◆ Exercise brief
All of the entries below need to be repeated exactly.
***** Data
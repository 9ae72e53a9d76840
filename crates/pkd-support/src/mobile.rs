//! Mobile-number confirmation: code entry and resend with cooldown.
//!
//! The confirmation code is entered into a fixed five-cell field, so length
//! and digit checks happen locally; the service owns the actual match. The
//! resend cooldown is driven by explicit `now` arguments — no hidden clock
//! reads, so the arithmetic is deterministic under test.

use std::fmt;

use chrono::{DateTime, Duration, Utc};
use tracing::{info, warn};

use pkd_dispatch::{AuthApi, DispatchError};

/// Number of cells in the confirmation-code input field.
pub const CONFIRM_CODE_LEN: usize = 5;

/// Seconds a user must wait between resend requests.
pub const RESEND_COOLDOWN_SECS: i64 = 60;

/// Local validation failure for an entered confirmation code.
#[derive(Debug, Clone, Copy, PartialEq, Eq)]
pub enum MobileCodeError {
    WrongLength { got: usize },
    NonDigit,
}

impl fmt::Display for MobileCodeError {
    fn fmt(&self, f: &mut fmt::Formatter<'_>) -> fmt::Result {
        match self {
            MobileCodeError::WrongLength { got } => {
                write!(f, "confirmation code must be {CONFIRM_CODE_LEN} digits (got {got})")
            }
            MobileCodeError::NonDigit => write!(f, "confirmation code must be digits only"),
        }
    }
}

impl std::error::Error for MobileCodeError {}

/// Why a confirmation-flow operation did not produce an outcome.
#[derive(Debug, Clone, PartialEq, Eq)]
pub enum MobileFlowError {
    /// The entered code failed local validation; the service was not called.
    InvalidCode(MobileCodeError),
    /// A resend was requested while the cooldown is still running; the
    /// service was not called.
    CooldownActive { seconds_remaining: i64 },
    /// The dispatch call itself failed.
    Dispatch(DispatchError),
    /// The service confirmed success but sent no session token.
    MissingToken,
}

impl fmt::Display for MobileFlowError {
    fn fmt(&self, f: &mut fmt::Formatter<'_>) -> fmt::Result {
        match self {
            MobileFlowError::InvalidCode(err) => write!(f, "{err}"),
            MobileFlowError::CooldownActive { seconds_remaining } => {
                write!(f, "resend available in {seconds_remaining}s")
            }
            MobileFlowError::Dispatch(err) => write!(f, "dispatch failed: {err}"),
            MobileFlowError::MissingToken => {
                write!(f, "malformed dispatch reply: success carried no session token")
            }
        }
    }
}

impl std::error::Error for MobileFlowError {
    fn source(&self) -> Option<&(dyn std::error::Error + 'static)> {
        match self {
            MobileFlowError::InvalidCode(err) => Some(err),
            MobileFlowError::Dispatch(err) => Some(err),
            _ => None,
        }
    }
}

/// Validate an entered confirmation code: exactly five ASCII digits.
pub fn validate_confirm_code(code: &str) -> Result<(), MobileCodeError> {
    let code = code.trim();
    let got = code.chars().count();
    if got != CONFIRM_CODE_LEN {
        return Err(MobileCodeError::WrongLength { got });
    }
    if !code.chars().all(|c| c.is_ascii_digit()) {
        return Err(MobileCodeError::NonDigit);
    }
    Ok(())
}

/// Service verdict on a confirmation attempt.
#[derive(Debug, Clone, PartialEq, Eq)]
pub enum ConfirmOutcome {
    /// The number is confirmed; `token` is the session token to adopt.
    Confirmed { token: String },
    /// The code did not match; the user re-enters or resends.
    Rejected { message: Option<String> },
}

/// Confirm a mobile number with the code the user entered.
pub async fn confirm_mobile(
    api: &dyn AuthApi,
    user_id: &str,
    code: &str,
) -> Result<ConfirmOutcome, MobileFlowError> {
    validate_confirm_code(code).map_err(MobileFlowError::InvalidCode)?;

    let reply = api
        .confirm_mobile(user_id, code.trim())
        .await
        .map_err(MobileFlowError::Dispatch)?;

    if !reply.success {
        warn!(user_id, "mobile confirmation rejected by dispatch");
        return Ok(ConfirmOutcome::Rejected {
            message: reply.message,
        });
    }

    match reply.token {
        Some(token) => {
            info!(user_id, "mobile number confirmed");
            Ok(ConfirmOutcome::Confirmed { token })
        }
        None => Err(MobileFlowError::MissingToken),
    }
}

/// Tracks when the next resend request is allowed.
///
/// Starts ready; arms for [`RESEND_COOLDOWN_SECS`] after each successful
/// send. Pass the current time in explicitly.
#[derive(Clone, Debug, Default)]
pub struct ResendCooldown {
    ready_at: Option<DateTime<Utc>>,
}

impl ResendCooldown {
    pub fn new() -> Self {
        Self::default()
    }

    /// Whole seconds until a resend is allowed; 0 when ready.
    pub fn seconds_remaining(&self, now: DateTime<Utc>) -> i64 {
        self.ready_at
            .map(|t| (t - now).num_seconds().max(0))
            .unwrap_or(0)
    }

    pub fn is_ready(&self, now: DateTime<Utc>) -> bool {
        self.seconds_remaining(now) == 0
    }

    fn arm(&mut self, now: DateTime<Utc>) {
        self.ready_at = Some(now + Duration::seconds(RESEND_COOLDOWN_SECS));
    }
}

/// Service verdict on a resend request.
#[derive(Debug, Clone, PartialEq, Eq)]
pub enum ResendOutcome {
    Sent,
    Rejected { message: Option<String> },
}

/// Request a fresh confirmation code, subject to the cooldown.
///
/// A refusal while cooling down never reaches the service. The cooldown is
/// armed only after the service accepts the send, so a transport failure
/// stays immediately retryable.
pub async fn resend_confirm_code(
    api: &dyn AuthApi,
    cooldown: &mut ResendCooldown,
    email: &str,
    mobile: &str,
    now: DateTime<Utc>,
) -> Result<ResendOutcome, MobileFlowError> {
    let seconds_remaining = cooldown.seconds_remaining(now);
    if seconds_remaining > 0 {
        return Err(MobileFlowError::CooldownActive { seconds_remaining });
    }

    let reply = api
        .resend_confirm_code(email, mobile)
        .await
        .map_err(MobileFlowError::Dispatch)?;

    if reply.success {
        cooldown.arm(now);
        info!("confirmation code resent");
        Ok(ResendOutcome::Sent)
    } else {
        Ok(ResendOutcome::Rejected {
            message: reply.message,
        })
    }
}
**********
◆ Task answer
repository 9ae72e53a9d76840
filename crates/pkd-support/src/mobile.rs
//! Mobile-number confirmation: code entry and resend with cooldown.
//!
//! The confirmation code is entered into a fixed five-cell field, so length
//! and digit checks happen locally; the service owns the actual match. The
//! resend cooldown is driven by explicit `now` arguments — no hidden clock
//! reads, so the arithmetic is deterministic under test.

use std::fmt;

use chrono::{DateTime, Duration, Utc};
use tracing::{info, warn};

use pkd_dispatch::{AuthApi, DispatchError};

/// Number of cells in the confirmation-code input field.
pub const CONFIRM_CODE_LEN: usize = 5;

/// Seconds a user must wait between resend requests.
pub const RESEND_COOLDOWN_SECS: i64 = 60;

/// Local validation failure for an entered confirmation code.
#[derive(Debug, Clone, Copy, PartialEq, Eq)]
pub enum MobileCodeError {
    WrongLength { got: usize },
    NonDigit,
}

impl fmt::Display for MobileCodeError {
    fn fmt(&self, f: &mut fmt::Formatter<'_>) -> fmt::Result {
        match self {
            MobileCodeError::WrongLength { got } => {
                write!(f, "confirmation code must be {CONFIRM_CODE_LEN} digits (got {got})")
            }
            MobileCodeError::NonDigit => write!(f, "confirmation code must be digits only"),
        }
    }
}

impl std::error::Error for MobileCodeError {}

/// Why a confirmation-flow operation did not produce an outcome.
#[derive(Debug, Clone, PartialEq, Eq)]
pub enum MobileFlowError {
    /// The entered code failed local validation; the service was not called.
    InvalidCode(MobileCodeError),
    /// A resend was requested while the cooldown is still running; the
    /// service was not called.
    CooldownActive { seconds_remaining: i64 },
    /// The dispatch call itself failed.
    Dispatch(DispatchError),
    /// The service confirmed success but sent no session token.
    MissingToken,
}

impl fmt::Display for MobileFlowError {
    fn fmt(&self, f: &mut fmt::Formatter<'_>) -> fmt::Result {
        match self {
            MobileFlowError::InvalidCode(err) => write!(f, "{err}"),
            MobileFlowError::CooldownActive { seconds_remaining } => {
                write!(f, "resend available in {seconds_remaining}s")
            }
            MobileFlowError::Dispatch(err) => write!(f, "dispatch failed: {err}"),
            MobileFlowError::MissingToken => {
                write!(f, "malformed dispatch reply: success carried no session token")
            }
        }
    }
}

impl std::error::Error for MobileFlowError {
    fn source(&self) -> Option<&(dyn std::error::Error + 'static)> {
        match self {
            MobileFlowError::InvalidCode(err) => Some(err),
            MobileFlowError::Dispatch(err) => Some(err),
            _ => None,
        }
    }
}

/// Validate an entered confirmation code: exactly five ASCII digits.
pub fn validate_confirm_code(code: &str) -> Result<(), MobileCodeError> {
    let code = code.trim();
    let got = code.chars().count();
    if got != CONFIRM_CODE_LEN {
        return Err(MobileCodeError::WrongLength { got });
    }
    if !code.chars().all(|c| c.is_ascii_digit()) {
        return Err(MobileCodeError::NonDigit);
    }
    Ok(())
}

/// Service verdict on a confirmation attempt.
#[derive(Debug, Clone, PartialEq, Eq)]
pub enum ConfirmOutcome {
    /// The number is confirmed; `token` is the session token to adopt.
    Confirmed { token: String },
    /// The code did not match; the user re-enters or resends.
    Rejected { message: Option<String> },
}

/// Confirm a mobile number with the code the user entered.
pub async fn confirm_mobile(
    api: &dyn AuthApi,
    user_id: &str,
    code: &str,
) -> Result<ConfirmOutcome, MobileFlowError> {
    validate_confirm_code(code).map_err(MobileFlowError::InvalidCode)?;

    let reply = api
        .confirm_mobile(user_id, code.trim())
        .await
        .map_err(MobileFlowError::Dispatch)?;

    if !reply.success {
        warn!(user_id, "mobile confirmation rejected by dispatch");
        return Ok(ConfirmOutcome::Rejected {
            message: reply.message,
        });
    }

    match reply.token {
        Some(token) => {
            info!(user_id, "mobile number confirmed");
            Ok(ConfirmOutcome::Confirmed { token })
        }
        None => Err(MobileFlowError::MissingToken),
    }
}

/// Tracks when the next resend request is allowed.
///
/// Starts ready; arms for [`RESEND_COOLDOWN_SECS`] after each successful
/// send. Pass the current time in explicitly.
#[derive(Clone, Debug, Default)]
pub struct ResendCooldown {
    ready_at: Option<DateTime<Utc>>,
}

impl ResendCooldown {
    pub fn new() -> Self {
        Self::default()
    }

    /// Whole seconds until a resend is allowed; 0 when ready.
    pub fn seconds_remaining(&self, now: DateTime<Utc>) -> i64 {
        self.ready_at
            .map(|t| (t - now).num_seconds().max(0))
            .unwrap_or(0)
    }

    pub fn is_ready(&self, now: DateTime<Utc>) -> bool {
        self.seconds_remaining(now) == 0
    }

    fn arm(&mut self, now: DateTime<Utc>) {
        self.ready_at = Some(now + Duration::seconds(RESEND_COOLDOWN_SECS));
    }
}

/// Service verdict on a resend request.
#[derive(Debug, Clone, PartialEq, Eq)]
pub enum ResendOutcome {
    Sent,
    Rejected { message: Option<String> },
}

/// Request a fresh confirmation code, subject to the cooldown.
///
/// A refusal while cooling down never reaches the service. The cooldown is
/// armed only after the service accepts the send, so a transport failure
/// stays immediately retryable.
pub async fn resend_confirm_code(
    api: &dyn AuthApi,
    cooldown: &mut ResendCooldown,
    email: &str,
    mobile: &str,
    now: DateTime<Utc>,
) -> Result<ResendOutcome, MobileFlowError> {
    let seconds_remaining = cooldown.seconds_remaining(now);
    if seconds_remaining > 0 {
        return Err(MobileFlowError::CooldownActive { seconds_remaining });
    }

    let reply = api
        .resend_confirm_code(email, mobile)
        .await
        .map_err(MobileFlowError::Dispatch)?;

    if reply.success {
        cooldown.arm(now);
        info!("confirmation code resent");
        Ok(ResendOutcome::Sent)
    } else {
        Ok(ResendOutcome::Rejected {
            message: reply.message,
        })
    }
}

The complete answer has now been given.